[Saved data entries]
>>>

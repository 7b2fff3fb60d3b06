use lumbung::{
    recovery::recover,
    script::ScriptRunner,
    storage::{
        config::DatabaseConfig,
        schema::{ColumnSchema, TableSchemaBuilder},
    },
    types::value::{DataType, Value},
    utils::mock::TempDatabase,
};

const ALPHABET: &[char] = &['a', 'b', '\'', '✓', 'z', '\n', 'é'];

// `chars` characters, with multi-byte ones landing on chunk boundaries.
fn clob_text(seed: usize, chars: usize) -> String {
    (0..chars)
        .map(|i| ALPHABET[(i * 7 + seed) % ALPHABET.len()])
        .collect()
}

#[test]
fn test_clob_lengths_survive_recovery() {
    let mut source = TempDatabase::with_prefix("recover_lob").unwrap();
    {
        let db = source.open(DatabaseConfig::default()).unwrap();
        db.create_table(
            TableSchemaBuilder::new("test")
                .column(ColumnSchema::new("id", DataType::Integer).primary_key())
                .column(ColumnSchema::new("data", DataType::Clob))
                .build()
                .unwrap(),
        )
        .unwrap();
        for id in 1..=8 {
            let text = clob_text(id, 10_000 * id);
            db.insert("test", vec![Value::Integer(id as i64), Value::Text(text)])
                .unwrap();
        }
    }
    source.close().unwrap();

    let report = recover(&source.recovery_config()).unwrap();
    assert!(report.is_clean(), "unexpected warnings: {:?}", report.warnings);
    assert_eq!(report.tables, vec!["test".to_string()]);
    assert_eq!(report.rows_per_table["test"], 8);
    assert_eq!(report.lobs, 8);
    assert_eq!(
        report.script_path,
        source.dir().join("recover_lob.lumbung.sql")
    );

    let mut target = TempDatabase::with_prefix("recover_lob_replay").unwrap();
    let db = target.open(DatabaseConfig::default()).unwrap();
    let stats = ScriptRunner::new(db).run_file(&report.script_path).unwrap();
    assert_eq!(stats.tables, 1);
    assert_eq!(stats.rows, 8);

    for id in 1..=8usize {
        let (_, row) = db
            .find("test", "test_pk", &[Value::Integer(id as i64)])
            .unwrap()
            .unwrap();
        let row = db.materialize(&row).unwrap();
        let Value::Text(text) = &row.values[1] else {
            panic!("row {} holds {:?}", id, row.values[1]);
        };
        assert_eq!(text.chars().count(), 10_000 * id);
        assert_eq!(text, &clob_text(id, 10_000 * id));
    }
}

#[test]
fn test_blob_and_empty_lobs() {
    let mut source = TempDatabase::with_prefix("recover_blob").unwrap();
    let payloads: Vec<Vec<u8>> = vec![
        Vec::new(),
        vec![0x00],
        (0..=255u8).collect(),
        (0..50_000u32).map(|i| (i % 253) as u8).collect(),
    ];
    {
        let db = source
            .open(DatabaseConfig::default().with_lob_inline_threshold(0))
            .unwrap();
        db.create_table(
            TableSchemaBuilder::new("files")
                .column(ColumnSchema::new("n", DataType::Integer))
                .column(ColumnSchema::new("content", DataType::Blob))
                .column(ColumnSchema::new("notes", DataType::Clob))
                .build()
                .unwrap(),
        )
        .unwrap();
        for (n, payload) in payloads.iter().enumerate() {
            db.insert(
                "files",
                vec![
                    Value::Integer(n as i64),
                    Value::Blob(payload.clone()),
                    Value::Text(String::new()),
                ],
            )
            .unwrap();
        }
    }
    source.close().unwrap();

    let report = recover(&source.recovery_config()).unwrap();
    assert!(report.is_clean(), "unexpected warnings: {:?}", report.warnings);
    let script = std::fs::read_to_string(&report.script_path).unwrap();
    assert!(script.contains("INSERT INTO \"files\" VALUES(1, X'00', '');"));

    let mut target = TempDatabase::with_prefix("recover_blob_replay").unwrap();
    let db = target.open(DatabaseConfig::default()).unwrap();
    ScriptRunner::new(db).run_file(&report.script_path).unwrap();
    let rows = db.scan_table("files").unwrap();
    assert_eq!(rows.len(), payloads.len());
    for ((_, row), payload) in rows.iter().zip(&payloads) {
        let row = db.materialize(row).unwrap();
        assert_eq!(row.values[1], Value::Blob(payload.clone()));
        assert_eq!(row.values[2], Value::Text(String::new()));
    }
}

#[test]
fn test_clob_lengths_survive_recovery_without_a_key() {
    let mut source = TempDatabase::with_prefix("recover_lob_heap").unwrap();
    {
        let db = source.open(DatabaseConfig::default()).unwrap();
        db.create_table(
            TableSchemaBuilder::new("test")
                .column(ColumnSchema::new("id", DataType::Integer))
                .column(ColumnSchema::new("data", DataType::Clob))
                .build()
                .unwrap(),
        )
        .unwrap();
        for id in 1..=8 {
            let text = clob_text(id, 10_000 * id);
            db.insert("test", vec![Value::Integer(id as i64), Value::Text(text)])
                .unwrap();
        }
    }
    source.close().unwrap();

    let report = recover(&source.recovery_config()).unwrap();
    assert!(report.is_clean(), "unexpected warnings: {:?}", report.warnings);
    assert_eq!(report.rows_per_table["test"], 8);
    assert_eq!(report.lobs, 8);

    let mut target = TempDatabase::with_prefix("recover_lob_heap_replay").unwrap();
    let db = target.open(DatabaseConfig::default()).unwrap();
    let stats = ScriptRunner::new(db).run_file(&report.script_path).unwrap();
    assert_eq!(stats.rows, 8);
    assert!(db.table("test").unwrap().indexes.is_empty());

    let mut lengths: Vec<(i64, usize)> = db
        .scan_table("test")
        .unwrap()
        .iter()
        .map(|(_, row)| {
            let row = db.materialize(row).unwrap();
            match (&row.values[0], &row.values[1]) {
                (Value::Integer(id), Value::Text(text)) => {
                    assert_eq!(text, &clob_text(*id as usize, 10_000 * *id as usize));
                    (*id, text.chars().count())
                }
                other => panic!("unexpected row {:?}", other),
            }
        })
        .collect();
    lengths.sort_unstable();
    assert_eq!(
        lengths,
        (1..=8).map(|id| (id, 10_000 * id as usize)).collect::<Vec<_>>()
    );
}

<<<

▸ TASK REQUIREMENTS
Your answer should be every line above that contains the word "DataType".

▸ RESPONSE TO THE TASK
    types::value::{DataType, Value},
                .column(ColumnSchema::new("id", DataType::Integer).primary_key())
                .column(ColumnSchema::new("data", DataType::Clob))
                .column(ColumnSchema::new("n", DataType::Integer))
                .column(ColumnSchema::new("content", DataType::Blob))
                .column(ColumnSchema::new("notes", DataType::Clob))
                .column(ColumnSchema::new("id", DataType::Integer))
                .column(ColumnSchema::new("data", DataType::Clob))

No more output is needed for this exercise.